TEtsta vez ha sido en el instituto de Jaraíz, pero podía haber pasado en cualquiera, sobre todo ahora que leo que uno de cada cuatro profesores asegura sufrir agresiones en su centro.

Los imagino sin fuerzas, como dice J.J. Millás , abandonados en un territorio hostil del que todo el mundo ha desertado. Basta pasearse por nuestros institutos, sí, también por los de Extremadura, aunque no lleguemos a la violencia de otras comunidades. También aquí los profesores se sienten desautorizados por los padres, apartados por una sociedad para la que nuestra profesión ya no significa nada, insultados muchas veces por nuestros alumnos que vienen a clase como quien va a la guardería.
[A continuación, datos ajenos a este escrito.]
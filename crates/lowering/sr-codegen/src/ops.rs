//! Operator tables and constant folding

use sr_ssa::{BinaryOp, Constant, FloatPredicate, IntPredicate};

/// Integer instruction and temporary tag for a binary operator
pub(crate) fn int_arithmetic(operator: &str) -> Option<(BinaryOp, &'static str)> {
    let entry = match operator {
        "+" => (BinaryOp::Add, "add"),
        "-" => (BinaryOp::Sub, "sub"),
        "*" => (BinaryOp::Mul, "mul"),
        "@" => (BinaryOp::Mul, "mat"),
        "/" => (BinaryOp::SDiv, "div"),
        "//" => (BinaryOp::SDiv, "flrdiv"),
        "%" => (BinaryOp::SRem, "mod"),
        "|" => (BinaryOp::Or, "bor"),
        "^" => (BinaryOp::Xor, "bxor"),
        "&" => (BinaryOp::And, "band"),
        "<<" => (BinaryOp::Shl, "shl"),
        ">>" => (BinaryOp::AShr, "ashr"),
        _ => return None,
    };
    Some(entry)
}

/// Float instruction and temporary tag for a binary operator
pub(crate) fn float_arithmetic(operator: &str) -> Option<(BinaryOp, &'static str)> {
    let entry = match operator {
        "+" => (BinaryOp::FAdd, "add"),
        "-" => (BinaryOp::FSub, "sub"),
        "*" => (BinaryOp::FMul, "mul"),
        "@" => (BinaryOp::FMul, "mat"),
        "/" => (BinaryOp::FDiv, "div"),
        "//" => (BinaryOp::FDiv, "flrdiv"),
        "%" => (BinaryOp::FRem, "mod"),
        _ => return None,
    };
    Some(entry)
}

/// Signed integer predicate for a comparison operator
pub(crate) fn int_predicate(operator: &str) -> Option<IntPredicate> {
    let predicate = match operator {
        "<" => IntPredicate::Slt,
        ">" => IntPredicate::Sgt,
        "<=" => IntPredicate::Sle,
        ">=" => IntPredicate::Sge,
        "==" => IntPredicate::Eq,
        "!=" => IntPredicate::Ne,
        _ => return None,
    };
    Some(predicate)
}

/// Ordered float predicate for a comparison operator
pub(crate) fn float_predicate(operator: &str) -> Option<FloatPredicate> {
    let predicate = match operator {
        "<" => FloatPredicate::Olt,
        ">" => FloatPredicate::Ogt,
        "<=" => FloatPredicate::Ole,
        ">=" => FloatPredicate::Oge,
        "==" => FloatPredicate::Oeq,
        "!=" => FloatPredicate::One,
        _ => return None,
    };
    Some(predicate)
}

/// Pointer comparisons only test identity
pub(crate) fn pointer_predicate(operator: &str) -> Option<IntPredicate> {
    match operator {
        "==" => Some(IntPredicate::Eq),
        "!=" => Some(IntPredicate::Ne),
        _ => None,
    }
}

/// Binary operator of an augmented assignment, `+=` → `+`
pub(crate) fn augmented_operator(operator: &str) -> &str {
    operator.strip_suffix('=').unwrap_or(operator)
}

/// Evaluates `lhs op rhs` at compile time.
///
/// Division, remainder and shifts are left to the instruction so their
/// runtime behaviour stays the only behaviour.
pub(crate) fn fold_binary(op: BinaryOp, lhs: &Constant, rhs: &Constant) -> Option<Constant> {
    match (lhs, rhs) {
        (
            Constant::Int { bits, value: left },
            Constant::Int {
                bits: right_bits,
                value: right,
            },
        ) if bits == right_bits => {
            let value = match op {
                BinaryOp::Add => left.wrapping_add(*right),
                BinaryOp::Sub => left.wrapping_sub(*right),
                BinaryOp::Mul => left.wrapping_mul(*right),
                BinaryOp::And => left & right,
                BinaryOp::Or => left | right,
                BinaryOp::Xor => left ^ right,
                _ => return None,
            };
            Some(Constant::int(*bits, value))
        }
        (Constant::Float(left), Constant::Float(right)) => {
            let (left, right) = (*left as f32, *right as f32);
            let value = match op {
                BinaryOp::FAdd => left + right,
                BinaryOp::FSub => left - right,
                BinaryOp::FMul => left * right,
                _ => return None,
            };
            Some(Constant::float(f64::from(value)))
        }
        _ => None,
    }
}

/// Typed constant for a numeric literal; decimals become `float`, integers
/// `i32`. `None` when the text is malformed or out of range.
pub(crate) fn parse_number(text: &str) -> Option<Constant> {
    let digits: String = text.chars().filter(|ch| *ch != '_').collect();
    if digits.contains(['.', 'e', 'E']) {
        let value: f64 = digits.parse().ok()?;
        return Some(Constant::float(value));
    }
    let value: i32 = digits.parse().ok()?;
    Some(Constant::int(32, i64::from(value)))
}

#[cfg(test)]
mod tests {
    use super::*;

    #[test]
    fn test_operator_tables() {
        assert_eq!(int_arithmetic("//"), Some((BinaryOp::SDiv, "flrdiv")));
        assert_eq!(int_arithmetic("**"), None);
        assert_eq!(float_arithmetic("%"), Some((BinaryOp::FRem, "mod")));
        assert_eq!(float_arithmetic("&"), None);
        assert_eq!(int_predicate("<="), Some(IntPredicate::Sle));
        assert_eq!(float_predicate("!="), Some(FloatPredicate::One));
        assert_eq!(int_predicate("is"), None);
        assert_eq!(pointer_predicate("<"), None);
        assert_eq!(augmented_operator("//="), "//");
    }

    #[test]
    fn test_folding_wraps_to_width() {
        let max = Constant::int(32, i64::from(i32::MAX));
        let one = Constant::int(32, 1);
        assert_eq!(
            fold_binary(BinaryOp::Add, &max, &one),
            Some(Constant::int(32, i64::from(i32::MIN)))
        );
        assert_eq!(fold_binary(BinaryOp::SDiv, &max, &one), None);
        assert_eq!(
            fold_binary(BinaryOp::Add, &Constant::bool(true), &one),
            None
        );
    }

    #[test]
    fn test_float_folding() {
        let half = Constant::float(0.5);
        assert_eq!(
            fold_binary(BinaryOp::FMul, &half, &Constant::float(4.0)),
            Some(Constant::float(2.0))
        );
    }

    #[test]
    fn test_number_literals() {
        assert_eq!(parse_number("1_000"), Some(Constant::int(32, 1000)));
        assert_eq!(parse_number("2.5"), Some(Constant::float(2.5)));
        assert_eq!(parse_number("1e3"), Some(Constant::float(1000.0)));
        assert_eq!(parse_number("99999999999"), None);
        assert_eq!(
            parse_number("-2147483648"),
            Some(Constant::int(32, i64::from(i32::MIN)))
        );
        assert_eq!(parse_number("2147483648"), None);
    }
}
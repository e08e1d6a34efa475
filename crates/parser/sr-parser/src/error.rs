//! Rich error reporting for the parser
//!
//! Note: These struct fields are read by miette's `#[derive(Diagnostic)]` macro
//! for rich error output, which the unused-assignment lint cannot see through.

#![allow(unused_assignments, reason = "fields are read by the miette derive")]

use miette::{Diagnostic, NamedSource, SourceSpan};
use sr_span::Span;
use thiserror::Error;

/// Parse error with rich diagnostic information
#[derive(Error, Debug, Clone, Diagnostic)]
pub enum ParseError {
    /// A token that does not fit the grammar at this point
    #[error("expected {expected}, found `{found}`")]
    #[diagnostic(code(parser::unexpected_token))]
    UnexpectedToken {
        /// What the grammar expected
        expected: String,
        /// What was actually found
        found: String,
        /// Source location
        #[label("unexpected `{found}`")]
        span: SourceSpan,
        /// Source code for context
        #[source_code]
        src: NamedSource<String>,
    },

    /// A character that starts no token
    #[error("unexpected character `{character}`")]
    #[diagnostic(code(parser::unexpected_character))]
    UnexpectedCharacter {
        /// Offending character
        character: char,
        /// Source location
        #[label("not valid here")]
        span: SourceSpan,
        /// Source code for context
        #[source_code]
        src: NamedSource<String>,
    },

    /// String literal without closing quote
    #[error("unterminated string literal")]
    #[diagnostic(code(parser::unterminated_string), help("close the string with a matching quote"))]
    UnterminatedString {
        /// Location of the opening quote
        #[label("string starts here")]
        span: SourceSpan,
        /// Source code for context
        #[source_code]
        src: NamedSource<String>,
    },

    /// Dedent to a column that matches no enclosing block
    #[error("unindent does not match any outer indentation level")]
    #[diagnostic(code(parser::inconsistent_dedent))]
    InconsistentDedent {
        /// Start of the offending line
        #[label("this line")]
        span: SourceSpan,
        /// Source code for context
        #[source_code]
        src: NamedSource<String>,
    },

    /// Unclosed delimiter
    #[error("this file contains an unclosed delimiter")]
    #[diagnostic(code(parser::unclosed_delimiter))]
    UnclosedDelimiter {
        /// The opening character
        opening_char: char,
        /// Opening delimiter location
        #[label("unclosed `{opening_char}`")]
        opening: SourceSpan,
        /// Source code for context
        #[source_code]
        src: NamedSource<String>,
    },

    /// Syntax accepted by the lexer that the grammar does not support
    #[error("invalid {construct}")]
    #[diagnostic(code(parser::invalid_syntax))]
    InvalidSyntax {
        /// Type of construct (e.g. "parameter", "call argument")
        construct: String,
        /// Detailed explanation
        #[help]
        suggestion: Option<String>,
        /// Source location
        #[label("{construct} is invalid")]
        span: SourceSpan,
        /// Source code for context
        #[source_code]
        src: NamedSource<String>,
    },
}

impl ParseError {
    /// Byte span of the primary label
    pub fn span(&self) -> Span {
        let source_span = match self {
            Self::UnexpectedToken { span, .. }
            | Self::UnexpectedCharacter { span, .. }
            | Self::UnterminatedString { span, .. }
            | Self::InconsistentDedent { span, .. }
            | Self::InvalidSyntax { span, .. } => span,
            Self::UnclosedDelimiter { opening, .. } => opening,
        };
        let start = source_span.offset() as u32;
        Span::new(start, start + source_span.len() as u32)
    }
}

/// Builds errors that all point into one named source
#[derive(Debug, Clone)]
pub(crate) struct ErrorSource {
    src: NamedSource<String>,
}

impl ErrorSource {
    pub(crate) fn new(name: &str, source: &str) -> Self {
        Self {
            src: NamedSource::new(name, source.to_string()),
        }
    }

    fn src(&self) -> NamedSource<String> {
        self.src.clone()
    }

    pub(crate) fn unexpected_token(
        &self,
        expected: impl Into<String>,
        found: impl Into<String>,
        span: Span,
    ) -> ParseError {
        ParseError::UnexpectedToken {
            expected: expected.into(),
            found: found.into(),
            span: to_source_span(span),
            src: self.src(),
        }
    }

    pub(crate) fn unexpected_character(&self, character: char, span: Span) -> ParseError {
        ParseError::UnexpectedCharacter {
            character,
            span: to_source_span(span),
            src: self.src(),
        }
    }

    pub(crate) fn unterminated_string(&self, span: Span) -> ParseError {
        ParseError::UnterminatedString {
            span: to_source_span(span),
            src: self.src(),
        }
    }

    pub(crate) fn inconsistent_dedent(&self, span: Span) -> ParseError {
        ParseError::InconsistentDedent {
            span: to_source_span(span),
            src: self.src(),
        }
    }

    pub(crate) fn unclosed_delimiter(&self, opening_char: char, span: Span) -> ParseError {
        ParseError::UnclosedDelimiter {
            opening_char,
            opening: to_source_span(span),
            src: self.src(),
        }
    }

    pub(crate) fn invalid_syntax(
        &self,
        construct: impl Into<String>,
        suggestion: Option<&str>,
        span: Span,
    ) -> ParseError {
        ParseError::InvalidSyntax {
            construct: construct.into(),
            suggestion: suggestion.map(str::to_string),
            span: to_source_span(span),
            src: self.src(),
        }
    }
}

fn to_source_span(span: Span) -> SourceSpan {
    (span.start as usize, span.len() as usize).into()
}

#[cfg(test)]
mod tests {
    use super::*;

    #[test]
    fn test_error_reports_primary_span() {
        let errors = ErrorSource::new("test.sr", "x = (1");
        let err = errors.unclosed_delimiter('(', Span::new(4, 5));
        assert_eq!(err.span(), Span::new(4, 5));
        assert_eq!(err.to_string(), "this file contains an unclosed delimiter");
    }

    #[test]
    fn test_unexpected_token_message() {
        let errors = ErrorSource::new("test.sr", "def (");
        let err = errors.unexpected_token("function name", "(", Span::new(4, 5));
        assert_eq!(err.to_string(), "expected function name, found `(`");
    }
}
//! Error types for the symbol table

/// Errors raised by scope operations
#[derive(Debug, Clone, PartialEq, Eq, thiserror::Error)]
pub enum ScopeError {
    /// The name is already declared in the current scope
    #[error("duplicate symbol `{name}` in scope `{scope}`")]
    DuplicateSymbol {
        /// The redeclared name
        name: String,
        /// Name of the scope holding the first declaration
        scope: String,
    },

    /// The left side of a qualified name does not resolve
    #[error("undefined name `{0}`")]
    Undefined(String),

    /// The left side of a qualified name has no fields
    #[error("`{0}` is not a structure")]
    NotAStructure(String),

    /// The structure has no such field
    #[error("`{owner}` has no field `{field}`")]
    FieldNotFound {
        /// Structure name
        owner: String,
        /// Requested field
        field: String,
    },

    /// A field lookup on a name without a `.`
    #[error("`{0}` is not a qualified name")]
    NotQualified(String),

    /// Popping the root scope
    #[error("cannot leave the root scope")]
    PopRoot,
}

/// Names among `candidates` close to `name`, nearest first
pub fn suggestions<'a>(name: &str, candidates: impl IntoIterator<Item = &'a str>) -> Vec<String> {
    let mut scored: Vec<(&str, usize)> = candidates
        .into_iter()
        .filter(|candidate| *candidate != name)
        .map(|candidate| (candidate, levenshtein_distance(name, candidate)))
        .filter(|(candidate, distance)| {
            *distance <= 2 && *distance < candidate.len().max(name.len())
        })
        .collect();

    scored.sort_by(|left, right| left.1.cmp(&right.1).then_with(|| left.0.cmp(right.0)));
    scored.dedup_by(|left, right| left.0 == right.0);
    scored
        .into_iter()
        .take(3)
        .map(|(candidate, _)| candidate.to_string())
        .collect()
}

/// Edit distance between two strings
fn levenshtein_distance(source: &str, target: &str) -> usize {
    let target_chars: Vec<char> = target.chars().collect();
    let mut previous: Vec<usize> = (0..=target_chars.len()).collect();
    let mut current = vec![0; target_chars.len() + 1];

    for (row, source_char) in source.chars().enumerate() {
        current[0] = row + 1;
        for (column, target_char) in target_chars.iter().enumerate() {
            let cost = usize::from(source_char != *target_char);
            current[column + 1] = (previous[column + 1] + 1)
                .min(current[column] + 1)
                .min(previous[column] + cost);
        }
        std::mem::swap(&mut previous, &mut current);
    }

    previous[target_chars.len()]
}

#[cfg(test)]
mod tests {
    use super::*;

    #[test]
    fn test_levenshtein_distance() {
        assert_eq!(levenshtein_distance("", ""), 0);
        assert_eq!(levenshtein_distance("abc", "abc"), 0);
        assert_eq!(levenshtein_distance("abc", ""), 3);
        assert_eq!(levenshtein_distance("kitten", "sitting"), 3);
    }

    #[test]
    fn test_suggestions_are_close_names_only() {
        let found = suggestions("count", ["counter", "cont", "total", "count"]);
        assert_eq!(found, vec!["cont".to_string(), "counter".to_string()]);
    }
}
Se considera que es mal momento para que haya dimitido el equipo directivo, de Jaraíz, que hay exámenes finales, como si el curso fuera solo estos meses y no una sucesión de días tratando de educar a los hijos de todos. Y qué quieren. En un país en el que nadie dimite, hay que estar muy harto para tomar esa decisión. Imagino que lo han hecho desde la responsabilidad y el respeto a la profesión, pero también desde la desesperación más absoluta. Dimitir no es más que reconocer un fracaso, solo que en este caso, ese fracaso es colectivo. Tiene narices que la hermosa tarea de educar esté en manos de una de las profesiones más despreciadas.

No conozco de nada a esos profesores, pero en su desesperación estamos incluidos todos. Cien mil docentes tratan de hacerse oír en mitad del miedo. Son muchos. Y a pesar de la violencia y la ansiedad, trabajan por el futuro. Son el pan y la sal de nuestro sistema educativo. No les dejemos solos.